When I returned to church as an atheist adult, I did it for my daughter. I was shocked to discover there was something for me too. At the time I had a young baby, I worked full time and we had just moved to a new house. I was stressed. When I went to church each week, I left my baby in the care of the nursery workers and sat in the pew. I expected to sit and roll my eyes at everything the minister said. Instead each week he said something that made me think.  Each week he said things that surprised me, challenged me. Each week, at some point, I had tears in my eyes. That hour of peace fulfilled a need I didn’t even know I had.

3. Helping others

Faith communities pick up where social agencies drop off. The charitable donations and volunteer activities of members of all kinds of faith communities keep many aspects of our society afloat. Clothing donations, homework programs, soup kitchens, food banks, emergency assistance, global outreach. The charitable deeds amount to millions of volunteer hours and billions of dollars.

2. Creativity and growth

A former minister of mine used to say, “Do it, and you’ll grow.” This simple statement encouraged many to take on tasks that made their fingertips tingle with fear. Our involvement with faith communities pushes us to do work that stretches us past our comfort zone.  Every time we climb over our fear and break through that barrier, we grow. We learn to get past fear. Are you brave enough to deliver a Christmas basket to a family in need and share the experience in their home? Would you teach Sunday School? Preach a sermon? Do it, and you’ll grow.

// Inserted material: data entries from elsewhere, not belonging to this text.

//! XLSX report: layout, formula evaluation and writing.

pub mod formula;
pub mod layout;
pub mod xlsx;

use anyhow::{Context, Result, bail};
use std::path::Path;
use tracing::{error, info};

use crate::analyzers::types::StudentReport;
use crate::report::formula::{Evaluator, Value};
use crate::report::layout::{
    MASTER_FORMALITIES_COL, MASTER_GRADE_COL, MASTER_PRACTICAL_COL, MASTER_SHEET,
    MASTER_SOLUTION_COL, MASTER_TOTAL_COL, WorkbookModel,
};

pub use crate::report::layout::build_workbook;

/// A master sheet cell whose evaluated value disagrees with the native result.
#[derive(Debug, Clone, PartialEq)]
pub struct Mismatch {
    pub username: String,
    pub field: &'static str,
    pub expected: String,
    pub actual: String,
}

/// Evaluates the master sheet's category, total and grade cells and compares
/// them with each student's [`crate::analyzers::types::AggregateResult`].
pub fn audit(model: &WorkbookModel, reports: &[StudentReport]) -> Vec<Mismatch> {
    let evaluator = Evaluator::new(model);
    let mut mismatches = Vec::new();

    for (i, report) in reports.iter().enumerate() {
        let row = i as u32 + 1;
        let username = &report.student.username;

        let result = &report.result;
        for (field, col, expected) in [
            ("formalities_pct", MASTER_FORMALITIES_COL, result.formalities_pct),
            ("practical_tasks_pct", MASTER_PRACTICAL_COL, result.practical_tasks_pct),
            ("solution_report_pct", MASTER_SOLUTION_COL, result.solution_report_pct),
            ("total_pct", MASTER_TOTAL_COL, result.total_pct),
        ] {
            match &evaluator.cell_value(MASTER_SHEET, row, col) {
                Ok(Value::Number(n)) if *n == expected => {}
                other => mismatches.push(Mismatch {
                    username: username.clone(),
                    field,
                    expected: expected.to_string(),
                    actual: describe(other),
                }),
            }
        }

        let grade = evaluator.cell_value(MASTER_SHEET, row, MASTER_GRADE_COL);
        match &grade {
            Ok(Value::Text(g)) if *g == report.result.letter_grade => {}
            other => mismatches.push(Mismatch {
                username: username.clone(),
                field: "letter_grade",
                expected: report.result.letter_grade.clone(),
                actual: describe(other),
            }),
        }
    }

    mismatches
}

fn describe(value: &Result<Value>) -> String {
    match value {
        Ok(v) => v.to_cached(),
        Err(err) => format!("error: {err}"),
    }
}

/// Builds, audits and writes the workbook for `reports` to `path`.
///
/// Nothing is written unless every formula audit passes and the workbook
/// serialized successfully.
#[tracing::instrument(skip(reports), fields(path = %path.display(), students = reports.len()))]
pub fn write_workbook(path: &Path, reports: &[StudentReport]) -> Result<()> {
    let model = build_workbook(reports);

    let mismatches = audit(&model, reports);
    if !mismatches.is_empty() {
        for m in &mismatches {
            error!(
                username = %m.username,
                field = m.field,
                expected = %m.expected,
                actual = %m.actual,
                "Spreadsheet formula disagrees with computed result"
            );
        }
        bail!("{} formula audit mismatch(es); workbook not written", mismatches.len());
    }

    let bytes = xlsx::render(&model)?;
    std::fs::write(path, &bytes).with_context(|| format!("failed to write {}", path.display()))?;
    info!(bytes = bytes.len(), sheets = model.sheets.len(), "Workbook written");
    Ok(())
}
//! Score aggregation and grading.
//!
//! This module holds the shared rubric weights, the per-student aggregation
//! of sub-scores into category percentages, the grade scale, and the
//! pipeline that walks the roster.

pub mod aggregate;
pub mod analyzer;
pub mod grade;
pub mod rubric;
pub mod types;
pub mod utility;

And the number 1 reason to belong to a faith community . . .

1. Fun

So many of the activities in faith communities are just plain fun!

A country lane through a grove of trees.
Photo by Donald L. Smith © 2014

12 thoughts on “Top 10 reasons to belong to a faith community

  1. karen

    Raised a Catholic, unfortunately I saw and felt too much that made me finally belt out “no thanks!” to all the hypocrisy in our community….your points made me want to seek a community again – but an inclusive one that celebrates critical thinking and discussion. Cheers to your fellowship, Arlene.

    Reply
  2. marianbeaman

    I have always had a faith community, as you may guess from my memoir. Each day I seek God’s face as I read scripture and pray, knowing I need strength and grace beyond myself. A group of women, I call them my Southern Ladies, have gathered before, (gingerly during) the pandemic, and we text each other regularly, sharing prayer requests.

    I was heartened by your point on Peace, “When I returned to church as an atheist adult, I did it for my daughter. I was shocked to discover there was something for me too.” Churches must be welcoming to ALL.

    Great post, Arlene!

    Reply
  3. kyoungtravels

    Wow! You’ve articulated what I’ve always believed about my faith community as well. I found myself nodding and agreeing with every single point. Wonderful post, Arlene.

    Reply
    1. Arlene Somerton Smith Post author

      Oh my goodness, once again, I am way behind on my comment response time. Life has been . . interesting. I am always so pleased to hear from you. I missed your blog, and I’m glad to see there is a new post for me to enjoy.

      Reply
  4. Joni

    I was raised Catholic but stopped going to church decades ago, but a friend who still goes considers it her meditative time, and that’s a nice way to think of it. The rituals of the mass and the hymns are a form of meditation.

    Reply
    1. Arlene Somerton Smith Post author

      Yes, very meditative. That was the peace that I found early on. When I was a kid in a small town, church was purely a social thing. I saw my friends, we ate a lot of homemade squares. That was all I needed then. The need for peace came later. Our needs change over the course of our lives, and it’s a good thing when we can find a place to fill them.